Monday, March 16, 2009

12 HOURS TO GO

It's 7:30 on Monday. 12 hours left until Dr. Razook raises his scalpel and makes his first incision. He stopped by today to reassure her that he is ready to go, fully prepared and has reserved the OR for the whole day so there is no rush to get done. She was with her dad when he came in and Phil reminded him that she was his baby. Dr. Razook assured him that she would be treated like family and well taken care of. I have all the confidence in the world that he will do all in his power to fix her heart and bring it back to me and her sons.

While she was visiting with her doctors, I took Harrison to his doctor because he woke up last night with a fever of 103. He was still warm this morning and as a precaution we decided to have him checked out. Turns out he has double ear infections. Yeesh...as if we didn't have enough to worry about. His doctor told me to give him antibiotics and to hurry back to Kristi's side. He said that Harrison was a lot like his mom. If he's gonna do it, might as well do it big. I dropped him off at Phil's house, took a shower and left him playing with Kathy with a big Popsicle grin on his face. He waved at me and said "Bye Dad" and looked at me like he knew. Like he was saying don't worry about me Dad, go help Mom get better. She hasn't seen him since Wednesday because he's been sick. I can only imagine how much that hurts.

When I came back, Kristi and I sat together and talked. Talked about our boys, our life together and about how important it is for her to come back.

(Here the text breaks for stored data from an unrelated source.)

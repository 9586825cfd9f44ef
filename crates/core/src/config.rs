//! Configuration types shared across crates.

use crate::variant::{Variant, VariantSpec};
use serde::{Deserialize, Serialize};
use std::collections::BTreeMap;
use std::path::PathBuf;
use std::time::Duration;

/// Server configuration.
#[derive(Clone, Debug, Serialize, Deserialize)]
pub struct ServerConfig {
    /// Bind address (e.g., "0.0.0.0:8080").
    #[serde(default = "default_bind")]
    pub bind: String,
    /// Per-request deadline in seconds. Bounds lock waits, gate waits and the
    /// origin fetch for a single image request.
    #[serde(default = "default_request_timeout_secs")]
    pub request_timeout_secs: u64,
    /// Enable the /metrics endpoint for Prometheus scraping (default: true).
    #[serde(default = "default_metrics_enabled")]
    pub metrics_enabled: bool,
    /// Origins allowed by CORS. `["*"]` allows any origin.
    #[serde(default = "default_cors_allowed_origins")]
    pub cors_allowed_origins: Vec<String>,
}

fn default_bind() -> String {
    "127.0.0.1:8080".to_string()
}

fn default_request_timeout_secs() -> u64 {
    30
}

fn default_metrics_enabled() -> bool {
    true
}

fn default_cors_allowed_origins() -> Vec<String> {
    vec!["*".to_string()]
}

impl Default for ServerConfig {
    fn default() -> Self {
        Self {
            bind: default_bind(),
            request_timeout_secs: default_request_timeout_secs(),
            metrics_enabled: default_metrics_enabled(),
            cors_allowed_origins: default_cors_allowed_origins(),
        }
    }
}

impl ServerConfig {
    /// Get the request timeout as a Duration.
    pub fn request_timeout(&self) -> Duration {
        Duration::from_secs(self.request_timeout_secs)
    }

    /// Validate server configuration.
    pub fn validate(&self) -> Result<(), String> {
        if self.request_timeout_secs == 0 {
            return Err("server.request_timeout_secs cannot be 0".to_string());
        }
        Ok(())
    }
}

/// Storage backend configuration.
#[derive(Clone, Debug, Serialize, Deserialize)]
#[serde(tag = "type", rename_all = "lowercase")]
pub enum StorageConfig {
    /// Local filesystem storage.
    Filesystem {
        /// Root directory for storage.
        path: PathBuf,
    },
    /// S3-compatible storage (AWS S3, MinIO, ...).
    S3 {
        /// Bucket name.
        bucket: String,
        /// Optional endpoint URL (for MinIO, etc.).
        endpoint: Option<String>,
        /// AWS region.
        region: Option<String>,
        /// Optional key prefix.
        prefix: Option<String>,
        /// Access key ID. Falls back to the ambient AWS credential chain if not set.
        access_key_id: Option<String>,
        /// Secret access key. Falls back to the ambient AWS credential chain if not set.
        secret_access_key: Option<String>,
        /// Force path-style URLs (`endpoint/bucket/key`). Required for MinIO.
        #[serde(default)]
        force_path_style: bool,
        /// Create the bucket at startup if it does not exist.
        #[serde(default)]
        create_bucket: bool,
    },
}

impl Default for StorageConfig {
    fn default() -> Self {
        Self::Filesystem {
            path: PathBuf::from("./data/images"),
        }
    }
}

impl StorageConfig {
    /// Validate storage configuration invariants.
    pub fn validate(&self) -> Result<(), String> {
        match self {
            StorageConfig::S3 {
                bucket,
                access_key_id,
                secret_access_key,
                ..
            } => {
                if bucket.is_empty() {
                    return Err("s3 config requires a non-empty bucket".to_string());
                }
                match (access_key_id.as_ref(), secret_access_key.as_ref()) {
                    (Some(_), Some(_)) | (None, None) => Ok(()),
                    _ => Err(
                        "s3 config requires both access_key_id and secret_access_key when either is set"
                            .to_string(),
                    ),
                }
            }
            _ => Ok(()),
        }
    }
}

/// PostgreSQL SSL mode configuration.
#[derive(Clone, Copy, Debug, Default, Serialize, Deserialize, PartialEq, Eq)]
#[serde(rename_all = "lowercase")]
pub enum PgSslMode {
    /// Disable SSL/TLS entirely.
    Disable,
    /// Prefer SSL/TLS but allow unencrypted connections (default).
    #[default]
    Prefer,
    /// Require SSL/TLS for all connections.
    Require,
}

/// Metadata store configuration.
#[derive(Clone, Debug, Serialize, Deserialize)]
#[serde(tag = "type", rename_all = "lowercase")]
pub enum MetadataConfig {
    /// SQLite database.
    Sqlite {
        /// Database file path.
        path: PathBuf,
        /// Query timeout in seconds (advisory only - SQLite cannot force-cancel queries).
        #[serde(default = "default_sqlite_query_timeout_secs")]
        query_timeout_secs: Option<u64>,
    },
    /// PostgreSQL database.
    Postgres {
        /// Connection URL. Takes precedence over individual fields.
        url: Option<String>,
        /// Database host.
        host: Option<String>,
        /// Database port (default: 5432).
        #[serde(default = "default_pg_port")]
        port: Option<u16>,
        /// Database username.
        username: Option<String>,
        /// Database password.
        /// Prefer DARKROOM_METADATA__PASSWORD over storing it in a file.
        password: Option<String>,
        /// Database name.
        database: Option<String>,
        /// SSL mode for connections.
        ssl_mode: Option<PgSslMode>,
        /// Maximum connections in the pool.
        #[serde(default = "default_max_connections")]
        max_connections: u32,
        /// Statement timeout in milliseconds.
        #[serde(default = "default_statement_timeout_ms")]
        statement_timeout_ms: Option<u64>,
    },
}

fn default_max_connections() -> u32 {
    10
}

fn default_pg_port() -> Option<u16> {
    Some(5432)
}

fn default_statement_timeout_ms() -> Option<u64> {
    Some(30_000)
}

fn default_sqlite_query_timeout_secs() -> Option<u64> {
    Some(30)
}

impl Default for MetadataConfig {
    fn default() -> Self {
        Self::Sqlite {
            path: PathBuf::from("./data/metadata.db"),
            query_timeout_secs: default_sqlite_query_timeout_secs(),
        }
    }
}

impl MetadataConfig {
    /// Validate metadata configuration invariants.
    pub fn validate(&self) -> Result<(), String> {
        match self {
            MetadataConfig::Sqlite { .. } => Ok(()),
            MetadataConfig::Postgres {
                url,
                host,
                database,
                ..
            } => match (url.as_ref(), host.as_ref(), database.as_ref()) {
                (Some(_), _, _) => Ok(()),
                (None, Some(_), Some(_)) => Ok(()),
                (None, None, _) => {
                    Err("postgres config requires either 'url' or 'host' + 'database'".to_string())
                }
                (None, Some(_), None) => Err(
                    "postgres config requires 'database' when using individual fields".to_string(),
                ),
            },
        }
    }
}

/// Image cache configuration.
#[derive(Clone, Debug, Serialize, Deserialize)]
pub struct ImageConfig {
    /// Target width in pixels per variant. Width 0 means pass-through.
    #[serde(default = "default_variants")]
    pub variants: BTreeMap<Variant, u32>,
    /// Process-wide cap on concurrent origin fetches.
    #[serde(default = "default_max_concurrent_downloads")]
    pub max_concurrent_downloads: usize,
    /// Client-level timeout for a single origin fetch, in seconds.
    #[serde(default = "default_fetch_timeout_secs")]
    pub fetch_timeout_secs: u64,
    /// JPEG quality used when encoding derived variants (1-100).
    #[serde(default = "default_jpeg_quality")]
    pub jpeg_quality: u8,
    /// Largest origin body accepted, in bytes.
    #[serde(default = "default_max_origin_bytes")]
    pub max_origin_bytes: u64,
    /// Max-age advertised in the Cache-Control header. Never enforced.
    #[serde(default = "default_cache_max_age_secs")]
    pub cache_max_age_secs: u64,
    /// User-Agent sent to the origin.
    #[serde(default = "default_user_agent")]
    pub user_agent: String,
}

fn default_variants() -> BTreeMap<Variant, u32> {
    BTreeMap::from([
        (Variant::Thumbnail, 300),
        (Variant::Medium, 600),
        (Variant::Full, 1200),
        (Variant::Original, 0),
    ])
}

/// Upper bound for `images.max_concurrent_downloads`.
///
/// Well below the permit limit of the download gate's semaphore.
pub const MAX_CONCURRENT_DOWNLOADS: usize = 65_536;

fn default_max_concurrent_downloads() -> usize {
    10
}

fn default_fetch_timeout_secs() -> u64 {
    30
}

fn default_jpeg_quality() -> u8 {
    85
}

fn default_max_origin_bytes() -> u64 {
    32 * 1024 * 1024
}

fn default_cache_max_age_secs() -> u64 {
    7 * 24 * 3600
}

fn default_user_agent() -> String {
    concat!("darkroom/", env!("CARGO_PKG_VERSION")).to_string()
}

impl Default for ImageConfig {
    fn default() -> Self {
        Self {
            variants: default_variants(),
            max_concurrent_downloads: default_max_concurrent_downloads(),
            fetch_timeout_secs: default_fetch_timeout_secs(),
            jpeg_quality: default_jpeg_quality(),
            max_origin_bytes: default_max_origin_bytes(),
            cache_max_age_secs: default_cache_max_age_secs(),
            user_agent: default_user_agent(),
        }
    }
}

impl ImageConfig {
    /// Build the variant table from this configuration.
    pub fn variant_spec(&self) -> VariantSpec {
        VariantSpec::new(self.variants.clone())
    }

    /// Get the fetch timeout as a Duration.
    pub fn fetch_timeout(&self) -> Duration {
        Duration::from_secs(self.fetch_timeout_secs)
    }

    /// Validate image configuration.
    pub fn validate(&self) -> Result<(), String> {
        if self.variants.is_empty() {
            return Err("images.variants must configure at least one variant".to_string());
        }
        if let Some(width) = self.variants.get(&Variant::Original)
            && *width != 0
        {
            return Err(format!(
                "images.variants.original must be 0 (pass-through), got {width}"
            ));
        }
        if self.max_concurrent_downloads == 0 {
            return Err("images.max_concurrent_downloads cannot be 0".to_string());
        }
        if self.max_concurrent_downloads > MAX_CONCURRENT_DOWNLOADS {
            return Err(format!(
                "images.max_concurrent_downloads must be at most {MAX_CONCURRENT_DOWNLOADS}, got {}",
                self.max_concurrent_downloads
            ));
        }
        if self.fetch_timeout_secs == 0 {
            return Err("images.fetch_timeout_secs cannot be 0".to_string());
        }
        if !(1..=100).contains(&self.jpeg_quality) {
            return Err(format!(
                "images.jpeg_quality must be between 1 and 100, got {}",
                self.jpeg_quality
            ));
        }
        if self.max_origin_bytes == 0 {
            return Err("images.max_origin_bytes cannot be 0".to_string());
        }
        Ok(())
    }
}

/// Complete application configuration.
#[derive(Clone, Debug, Default, Serialize, Deserialize)]
pub struct AppConfig {
    /// Server configuration.
    #[serde(default)]
    pub server: ServerConfig,
    /// Storage backend configuration.
    #[serde(default)]
    pub storage: StorageConfig,
    /// Metadata store configuration.
    #[serde(default)]
    pub metadata: MetadataConfig,
    /// Image cache configuration.
    #[serde(default)]
    pub images: ImageConfig,
}

impl AppConfig {
    /// Validate every section, returning the first error.
    pub fn validate(&self) -> Result<(), String> {
        self.server.validate()?;
        self.storage.validate()?;
        self.metadata.validate()?;
        self.images.validate()
    }
}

Tomorow is going to be a trying day for me, our families and especially for her. She will be wheeled down around 6:30 and I will stay with her until they kick me out. I plan to be the last face she sees before she goes under. She wrote me a letter that I just finished reading, by myself, in her car in the parking lot. I can't share the details but I can say that it was hard to finish through the tears. I wrote her a letter too and I'm sure she is reading it as I write this. It amazes me to see the amount of strength she has, the confidence she has in her doctors and her will to live. Her will to come back to us.

Stay tuned tomorrow as there will be many updates. They give me a pager and are supposed to update me every hour. Join as a follower to this blog and I think they will email you when something new gets posted.

Please say a prayer for her tonight. Give your babies hugs until it hurts. And please let Kristi be in your thoughts tomorrow.